Social Distancing: Versicherung gegen SARS-CoV-2

Fällt die effektive Reproduktionszahl unter 1, ist der Job noch nicht getan, denn es ist nicht egal, ob sie sich bei 0,5 oder beispielsweise bei 0,9 einpendelt, wie diese Hochrechnung des Mediziners English zeigt. Seine Hypothese startet am 9. Mai 2020 mit 136.000 bestätigten Fällen:

Social Distancing. Foto: ©iStock.com/Drazen Zigic
Social Distancing. Foto: ©iStock.com/Drazen Zigic
  • Bei einem R-Wert von 0,5 halbiert sich im 4-Tages-Intervall die Zahl der Neuinfektionen. Bereits Ende Juni, also rund sechs Wochen später, fällt die Zahl der neuen Fälle unter 100. Anfang August ist sie bei null.
  • Bei einem R-Wert von 0,9 ist die Lage eine vollkommen andere. Hier kommen selbst Anfang August rund 26.000 Fälle pro Woche hinzu. Und im März des darauffolgenden Jahres sind es noch rund 64 Fälle. Das Ausschleichen der Krankheit dauert in diesem Modell viele Monate länger. Aus August wird März.

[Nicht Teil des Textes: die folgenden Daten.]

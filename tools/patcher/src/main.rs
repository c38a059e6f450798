/// Patch extraction tool: stacks each tile's rasters, cuts polygon-centered
/// and background patches, and writes train/val `.npy` arrays plus a JSON
/// descriptor per tile.
///
/// Inputs (relative to --data-root, placeholders filled per tile):
///   raster_inputs[*].path_pattern   one GeoTIFF per source
///   labels_pattern                  class-code GeoTIFF on the same grid
///   polygons_pattern                GeoJSON wetland polygons
///
/// Output (--output):
///   cluster_{cluster}_{X,y}_{train,val}_{tile}_.npy
///   cluster_{cluster}_metadata_{tile}_.json
///   cluster_{cluster}_manifest.json
use std::fs;
use std::path::{Path, PathBuf};

use anyhow::{bail, Context, Result};
use clap::Parser;
use log::{info, warn};
use serde::Serialize;
use wetland_core::config::fill_placeholders;
use wetland_core::stack::resolve_pattern;
use wetland_core::{
    load_label_grid, load_polygons, load_tile_stack, package_tile, sample_tile, PipelineConfig,
    PipelineError, SamplingParams, SamplingReport,
};

// ── CLI ──────────────────────────────────────────────────────────────────────

#[derive(Parser, Debug)]
#[command(
    name = "patcher",
    about = "Cut wetland training patches from stacked tile rasters"
)]
struct Args {
    /// Pipeline config (JSON); built-in defaults when omitted
    #[arg(long)]
    config: Option<PathBuf>,

    /// Root that raster, label and polygon patterns are resolved against
    #[arg(long, default_value = ".")]
    data_root: PathBuf,

    /// Cluster id used in label paths and output names
    #[arg(long)]
    cluster: String,

    /// Tile id to process (repeatable)
    #[arg(long = "tile")]
    tiles: Vec<String>,

    /// Text file with one tile id per line ('#' starts a comment)
    #[arg(long)]
    tile_list: Option<PathBuf>,

    /// Output directory (created if absent)
    #[arg(short, long, default_value = "Data/Patches_v2")]
    output: PathBuf,

    /// Override the config's random seed
    #[arg(long)]
    seed: Option<u64>,

    /// Write the legacy single-set names (X_train.npy, metadata.json).
    /// Only valid with exactly one tile.
    #[arg(long)]
    legacy_names: bool,
}

// ── Output manifest ──────────────────────────────────────────────────────────

#[derive(Serialize)]
struct Manifest {
    cluster: String,
    patch_size: usize,
    random_seed: u64,
    tiles: Vec<TileEntry>,
}

#[derive(Serialize)]
struct TileEntry {
    tile: String,
    band_names: Vec<String>,
    n_train: usize,
    n_val: usize,
    sampling: SamplingReport,
    metadata: PathBuf,
}

// ── Helpers ──────────────────────────────────────────────────────────────────

/// Tile ids from a list file: trimmed, blank lines and `#` comments skipped.
fn parse_tile_list(text: &str) -> Vec<String> {
    text.lines()
        .map(|l| l.split('#').next().unwrap_or("").trim())
        .filter(|l| !l.is_empty())
        .map(str::to_string)
        .collect()
}

/// Command-line tiles first, then list-file tiles, without repeats.
fn collect_tiles(args: &Args) -> Result<Vec<String>> {
    let mut tiles = args.tiles.clone();
    if let Some(path) = &args.tile_list {
        let text = fs::read_to_string(path)
            .with_context(|| format!("Cannot read tile list {}", path.display()))?;
        tiles.extend(parse_tile_list(&text));
    }
    let mut seen = std::collections::HashSet::new();
    tiles.retain(|t| seen.insert(t.clone()));
    if tiles.is_empty() {
        bail!("no tiles given: use --tile or --tile-list");
    }
    Ok(tiles)
}

fn process_tile(
    args: &Args,
    config: &PipelineConfig,
    tile: &str,
) -> Result<TileEntry> {
    info!("── tile {tile} ──");
    let stack = load_tile_stack(&args.data_root, tile, &config.raster_inputs)?;
    info!(
        "input stack: {} bands, {}x{}: {:?}",
        stack.channels(),
        stack.rows(),
        stack.cols(),
        stack.band_names
    );

    let labels_path = args
        .data_root
        .join(fill_placeholders(&config.labels_pattern, Some(&args.cluster), tile));
    let labels = load_label_grid(&labels_path)
        .with_context(|| format!("Cannot read labels {}", labels_path.display()))?;
    if labels.dim() != (stack.rows(), stack.cols()) {
        return Err(PipelineError::GridMismatch {
            path: labels_path,
            rows: stack.rows(),
            cols: stack.cols(),
            found_rows: labels.nrows(),
            found_cols: labels.ncols(),
        }
        .into());
    }

    let polygon_pattern = fill_placeholders(&config.polygons_pattern, Some(&args.cluster), tile);
    let polygons = match resolve_pattern(&args.data_root, &polygon_pattern)? {
        Some(path) => load_polygons(&path, &config.class_field, &config.class_map)?,
        None => {
            warn!("no polygons match {polygon_pattern}; background patches only");
            Vec::new()
        }
    };

    let params = SamplingParams {
        patch_size: config.patch_size,
        max_offset: config.max_offset,
        background_patches: config.background_patches,
    };
    let sampled = sample_tile(&stack, &labels, &polygons, &params, config.random_seed);
    let report = sampled.report.clone();
    info!(
        "total patches: {} ({} polygon, {} background)",
        sampled.len(),
        report.polygon_patches,
        report.background_patches
    );

    let packaged = package_tile(&sampled.into_patches(), &stack.band_names, config, tile)?;
    let cluster = (!args.legacy_names).then_some(args.cluster.as_str());
    let files = packaged.write(&args.output, cluster, tile)?;

    Ok(TileEntry {
        tile: tile.to_string(),
        band_names: stack.band_names.clone(),
        n_train: packaged.descriptor.n_train,
        n_val: packaged.descriptor.n_val,
        sampling: report,
        metadata: files.metadata[0].clone(),
    })
}

fn write_manifest(path: &Path, manifest: &Manifest) -> Result<()> {
    let json = serde_json::to_string_pretty(manifest)?;
    fs::write(path, json).with_context(|| format!("Cannot write {}", path.display()))
}

// ── Main ─────────────────────────────────────────────────────────────────────

fn main() -> Result<()> {
    env_logger::Builder::from_env(env_logger::Env::default().default_filter_or("info")).init();
    let args = Args::parse();

    let mut config = match &args.config {
        Some(path) => PipelineConfig::load(path)
            .with_context(|| format!("Failed to load config {}", path.display()))?,
        None => PipelineConfig::default(),
    };
    if let Some(seed) = args.seed {
        config.random_seed = seed;
    }

    let tiles = collect_tiles(&args)?;
    if args.legacy_names && tiles.len() != 1 {
        bail!("--legacy-names needs exactly one tile, got {}", tiles.len());
    }
    fs::create_dir_all(&args.output)
        .with_context(|| format!("Cannot create {}", args.output.display()))?;
    info!(
        "cluster {}: {} tile(s), patch size {}, seed {}",
        args.cluster,
        tiles.len(),
        config.patch_size,
        config.random_seed
    );

    let mut entries = Vec::with_capacity(tiles.len());
    for tile in &tiles {
        let entry = process_tile(&args, &config, tile)
            .with_context(|| format!("Tile {tile} failed"))?;
        entries.push(entry);
    }

    let manifest = Manifest {
        cluster: args.cluster.clone(),
        patch_size: config.patch_size,
        random_seed: config.random_seed,
        tiles: entries,
    };
    let manifest_path = args
        .output
        .join(format!("cluster_{}_manifest.json", args.cluster));
    write_manifest(&manifest_path, &manifest)?;
    info!("done: {}", manifest_path.display());
    Ok(())
}

#[cfg(test)]
mod tests {
    use super::*;

    #[test]
    fn tile_list_skips_comments_and_blanks() {
        let text = "041402010203\n\n  041402010204  # second\n# all comment\n";
        assert_eq!(
            parse_tile_list(text),
            vec!["041402010203".to_string(), "041402010204".to_string()]
        );
    }

    #[test]
    fn tiles_are_deduplicated_in_order() {
        let args = Args::parse_from([
            "patcher", "--cluster", "208", "--tile", "b", "--tile", "a", "--tile", "b",
        ]);
        assert_eq!(collect_tiles(&args).unwrap(), vec!["b", "a"]);
    }

    #[test]
    fn no_tiles_is_an_error() {
        let args = Args::parse_from(["patcher", "--cluster", "208"]);
        assert!(collect_tiles(&args).is_err());
    }
}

Das zeigt: Es reicht nicht, die Reproduktionszahl einfach nur „unter 1“ zu drücken. Denn wenn Lockerungen zu früh kommen, hat das Virus schnell wieder freie Fahrt.

Die Modellrechnung ist auch ein Hinweis, dass weniger strenge Eindämmungsmaßnahmen der Kategorie „light“ die Pandemie eher verlängern werden. Der Unterschied zwischen einem Re von 0,5 und 0,9 zeigt, dass eine „Hit-hard-and-early-Strategie“ schneller zum Ziel führen kann. Fest steht: Solange nicht ausreichend Menschen geimpft sind, sind Maßnahmen des Social Distancing die wirksamste Versicherung gegen SARS-CoV-2.